▸ Source data
//! # Subscriber Descriptors
//!
//! Structured descriptors from which a registry is built. They are plain
//! data: event names are resolved and checked when the registry is built,
//! not here.

use serde::{Deserialize, Serialize};
use std::fmt;
use std::ops::{BitAnd, BitOr};
use std::str::FromStr;

/// Privilege level. Ordered from least to most privileged.
#[derive(
    Debug, Clone, Copy, PartialEq, Eq, Hash, PartialOrd, Ord, Default, Serialize, Deserialize,
)]
#[serde(rename_all = "snake_case")]
pub enum Role {
    Base,
    #[default]
    Network,
    Management,
    Security,
    /// Security-extended: receives every event it subscribes to, even when
    /// an earlier subscriber vetoes or a policy would exclude it.
    SecurityV2,
    Admin,
}

impl fmt::Display for Role {
    fn fmt(&self, f: &mut fmt::Formatter<'_>) -> fmt::Result {
        let s = match self {
            Role::Base => "base",
            Role::Network => "network",
            Role::Management => "management",
            Role::Security => "security",
            Role::SecurityV2 => "security_v2",
            Role::Admin => "admin",
        };
        f.write_str(s)
    }
}

/// Permission mask: read (4), write (2), execute (1).
///
/// Written as an `rwx` string in descriptors; an empty string means read
/// only.
#[derive(Debug, Clone, Copy, PartialEq, Eq, Hash, PartialOrd, Ord, Serialize, Deserialize)]
#[serde(try_from = "String", into = "String")]
pub struct Permission(u8);

impl Permission {
    pub const NONE: Self = Self(0);
    pub const READ: Self = Self(4);
    pub const WRITE: Self = Self(2);
    pub const EXECUTE: Self = Self(1);
    pub const ALL: Self = Self(7);

    /// Raw mask value.
    #[must_use]
    pub fn bits(self) -> u8 {
        self.0
    }

    /// Whether every bit of `other` is set.
    #[must_use]
    pub fn contains(self, other: Self) -> bool {
        self.0 & other.0 == other.0
    }

    #[must_use]
    pub fn can_write(self) -> bool {
        self.contains(Self::WRITE)
    }

    #[must_use]
    pub fn can_execute(self) -> bool {
        self.contains(Self::EXECUTE)
    }
}

impl Default for Permission {
    fn default() -> Self {
        Self::READ
    }
}

impl BitAnd for Permission {
    type Output = Self;
    fn bitand(self, rhs: Self) -> Self {
        Self(self.0 & rhs.0)
    }
}

impl BitOr for Permission {
    type Output = Self;
    fn bitor(self, rhs: Self) -> Self {
        Self(self.0 | rhs.0)
    }
}

impl FromStr for Permission {
    type Err = String;

    fn from_str(s: &str) -> Result<Self, Self::Err> {
        if s.is_empty() {
            return Ok(Self::READ);
        }
        s.chars().try_fold(Self::NONE, |acc, c| match c {
            'r' => Ok(acc | Self::READ),
            'w' => Ok(acc | Self::WRITE),
            'x' => Ok(acc | Self::EXECUTE),
            other => Err(format!("invalid permission character '{other}'")),
        })
    }
}

impl TryFrom<String> for Permission {
    type Error = String;
    fn try_from(value: String) -> Result<Self, Self::Error> {
        value.parse()
    }
}

impl From<Permission> for String {
    fn from(value: Permission) -> Self {
        value.to_string()
    }
}

impl fmt::Display for Permission {
    fn fmt(&self, f: &mut fmt::Formatter<'_>) -> fmt::Result {
        for (bit, c) in [(Self::READ, 'r'), (Self::WRITE, 'w'), (Self::EXECUTE, 'x')] {
            if self.contains(bit) {
                write!(f, "{c}")?;
            }
        }
        Ok(())
    }
}

/// Where a subscriber runs.
#[derive(Debug, Clone, Copy, PartialEq, Eq, Hash, Default, Serialize, Deserialize)]
pub enum Site {
    /// In-process handler, called on the dispatching thread.
    #[default]
    #[serde(rename = "internal", alias = "local")]
    Local,
    /// Out-of-process peer reached over the transport.
    #[serde(rename = "external", alias = "remote")]
    Remote,
}

/// Administrative status. Only enabled subscribers can be activated.
#[derive(Debug, Clone, Copy, PartialEq, Eq, Hash, Default, Serialize, Deserialize)]
#[serde(rename_all = "snake_case")]
pub enum Status {
    Enabled,
    #[default]
    Disabled,
}

/// Whether a subscriber only reacts to events or also runs on its own.
#[derive(Debug, Clone, Copy, PartialEq, Eq, Hash, Default, Serialize, Deserialize)]
#[serde(rename_all = "snake_case")]
pub enum SubscriberType {
    #[default]
    General,
    #[serde(alias = "auto")]
    Autonomous,
}

/// One inbound subscription: an event or category name, optionally with a
/// per-event permission (masked by the subscriber's global permission).
#[derive(Debug, Clone, PartialEq, Eq, Serialize, Deserialize)]
#[serde(untagged)]
pub enum InboundSpec {
    Name(String),
    WithPerm { event: String, perm: Permission },
}

impl InboundSpec {
    #[must_use]
    pub fn event(&self) -> &str {
        match self {
            InboundSpec::Name(name) | InboundSpec::WithPerm { event: name, .. } => name,
        }
    }

    /// Explicit per-event permission, if any.
    #[must_use]
    pub fn perm(&self) -> Option<Permission> {
        match self {
            InboundSpec::Name(_) => None,
            InboundSpec::WithPerm { perm, .. } => Some(*perm),
        }
    }
}

impl From<&str> for InboundSpec {
    fn from(value: &str) -> Self {
        InboundSpec::Name(value.to_string())
    }
}

/// Structured descriptor of one subscriber.
#[derive(Debug, Clone, PartialEq, Eq, Default, Serialize, Deserialize)]
#[serde(default)]
pub struct SubscriberConfig {
    pub name: String,
    #[serde(rename = "type")]
    pub kind: SubscriberType,
    pub site: Site,
    pub role: Role,
    pub perm: Permission,
    pub status: Status,
    /// Higher values are delivered first.
    pub priority: i32,
    pub inbounds: Vec<InboundSpec>,
    pub outbounds: Vec<String>,
    /// Address of the peer's pull endpoint (Remote only).
    pub push_addr: Option<String>,
    /// Address of the peer's reply endpoint (Remote only).
    pub req_addr: Option<String>,
    /// Initial policy entries in text form.
    pub policies: Vec<String>,
}

impl SubscriberConfig {
    /// Descriptor with defaults for everything but the name.
    #[must_use]
    pub fn new(name: impl Into<String>) -> Self {
        Self {
            name: name.into(),
            ..Self::default()
        }
    }

    #[must_use]
    pub fn with_role(mut self, role: Role) -> Self {
        self.role = role;
        self
    }

    #[must_use]
    pub fn with_perm(mut self, perm: Permission) -> Self {
        self.perm = perm;
        self
    }

    #[must_use]
    pub fn with_priority(mut self, priority: i32) -> Self {
        self.priority = priority;
        self
    }

    #[must_use]
    pub fn with_status(mut self, status: Status) -> Self {
        self.status = status;
        self
    }

    #[must_use]
    pub fn remote(mut self, push_addr: impl Into<String>, req_addr: impl Into<String>) -> Self {
        self.site = Site::Remote;
        self.push_addr = Some(push_addr.into());
        self.req_addr = Some(req_addr.into());
        self
    }

    #[must_use]
    pub fn inbound(mut self, entry: impl Into<InboundSpec>) -> Self {
        self.inbounds.push(entry.into());
        self
    }

    #[must_use]
    pub fn inbound_with(mut self, event: impl Into<String>, perm: Permission) -> Self {
        self.inbounds.push(InboundSpec::WithPerm {
            event: event.into(),
            perm,
        });
        self
    }

    #[must_use]
    pub fn outbound(mut self, event: impl Into<String>) -> Self {
        self.outbounds.push(event.into());
        self
    }
}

▸ Exercise goal
Read the entries and select each line where the word "registry" is found.

▸ Result
//! Structured descriptors from which a registry is built. They are plain
//! data: event names are resolved and checked when the registry is built,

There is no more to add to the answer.